Leleya Sabkar

Personal information
- Full name: Leleya Jaweed Abdulhusain Ali Sabkar
- Date of birth: 15 July 2002 (age 23)
- Place of birth: Manama, Bahrain
- Position: Midfielder

Team information
- Current team: United Eagles

Senior career*
- Years: Team / Apps / (Gls)
- 2021–2022: Al Mamlaka
- 2023–: United Eagles

International career^{‡}
- 2016: Bahrain U14 / 3 / (7)
- 2019–2020: Bahrain U18 / 4 / (2)
- 2017–: Bahrain / 8 / (2)
- 2019–: Bahrain (futsal) / 20 / (3)

= Leleya Sabkar =

Bahraini footballer (born 2002)

Leleya Jaweed Abdulhusain Ali Sabkar (ليليا جاويد عبد الحسين علي سبكار; born 15 July 2002) is a Bahraini professional footballer and futsal player who plays as a midfielder for Saudi Women's First Division League club United Eagles FC and the Bahrain national team.

==Club career==
Sabkar featured in the first edition of the SAFF Women's National Football Championship with Al Mamlaka, who were crowned as the champions of the kingdom.
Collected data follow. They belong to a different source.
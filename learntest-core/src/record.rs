//! Run Records
//!
//! One [`RunRecord`] per execution attempt of a test case. The supervisor
//! owns the record until it is finalized; afterwards it is only read.

use crate::catalog::TestCase;
use chrono::{DateTime, Utc};
use serde::{Deserialize, Serialize};
use std::path::PathBuf;
use std::time::Duration;

/// Terminal status of a toolkit execution
#[derive(Debug, Clone, Copy, PartialEq, Eq, Hash, Serialize, Deserialize)]
#[serde(rename_all = "snake_case")]
pub enum ExitStatus {
    /// Exited with code 0
    Ok,
    /// Exited normally with a nonzero code
    NonzeroExit,
    /// Killed by the watchdog
    TimedOut,
    /// Abnormal termination (signal, spawn failure, or any parallel worker failure)
    Crashed,
}

impl ExitStatus {
    /// Whether results produced by this run may be compared against references
    pub fn is_comparable(self) -> bool {
        matches!(self, ExitStatus::Ok | ExitStatus::NonzeroExit)
    }

    /// Short label for logs and reports
    pub fn label(self) -> &'static str {
        match self {
            ExitStatus::Ok => "ok",
            ExitStatus::NonzeroExit => "nonzero exit",
            ExitStatus::TimedOut => "timed out",
            ExitStatus::Crashed => "crashed",
        }
    }
}

impl std::fmt::Display for ExitStatus {
    fn fmt(&self, f: &mut std::fmt::Formatter<'_>) -> std::fmt::Result {
        f.write_str(self.label())
    }
}

/// Outcome of one toolkit execution
#[derive(Debug, Clone, Serialize, Deserialize)]
pub struct RunRecord {
    /// The test case that was executed
    pub test_case: TestCase,
    /// Wall clock start
    pub start_time: DateTime<Utc>,
    /// Wall clock end
    pub end_time: DateTime<Utc>,
    /// Measured duration (monotonic clock)
    pub elapsed: Duration,
    /// Limit the watchdog enforced
    pub timeout: Duration,
    /// Terminal status
    pub exit_status: ExitStatus,
    /// Process exit code, when the process exited normally
    pub exit_code: Option<i32>,
    /// Terminating signal, when the process was killed
    pub signal: Option<i32>,
    /// Directory holding the produced results
    pub produced_results_path: PathBuf,
    /// Captured standard output
    pub stdout: String,
    /// Captured standard error
    pub stderr: String,
    /// Set when the run was cut short by an operator interrupt
    pub aborted: bool,
}

impl RunRecord {
    /// Test identifier
    pub fn test_id(&self) -> &str {
        &self.test_case.id
    }

    /// One line description of how the process ended
    pub fn describe_exit(&self) -> String {
        match (self.exit_status, self.exit_code, self.signal) {
            (ExitStatus::TimedOut, _, _) => {
                format!("timed out after {:.1}s", self.timeout.as_secs_f64())
            }
            (_, _, Some(signal)) => format!("{} (signal {})", self.exit_status, signal),
            (_, Some(code), _) => format!("{} (code {})", self.exit_status, code),
            (status, None, None) => status.to_string(),
        }
    }
}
On 4 October 2024, United Eagles announced the renewal of her contract for one more season.

==International career==
===Youth===
In 2016, Sabkar was selected to represent the Bahrain under-14 national team at the AFC U-14 Girls' Regional Championship (West). She scored seven goals in three matches, ending the tournament as the second-highest scorer and being named the tournament's best player. In December 2019, she featured for Bahrain in the WAFF U-18 Girls Championship, held in the kingdom. She scored a brace against Kuwait on the opening matchday, with Bahrain finishing the tournament as runners-up.

===Senior===
In 2019, Sabkar made the Bahrain squad for the 2019 WAFF Women's Championship held on home soil. During the tournament, she scored her first international goal in the 79th minute against Palestine.

===International goals===

Scores and results list Bahrain's goal tally first, score column indicates score after each Sabkar goal.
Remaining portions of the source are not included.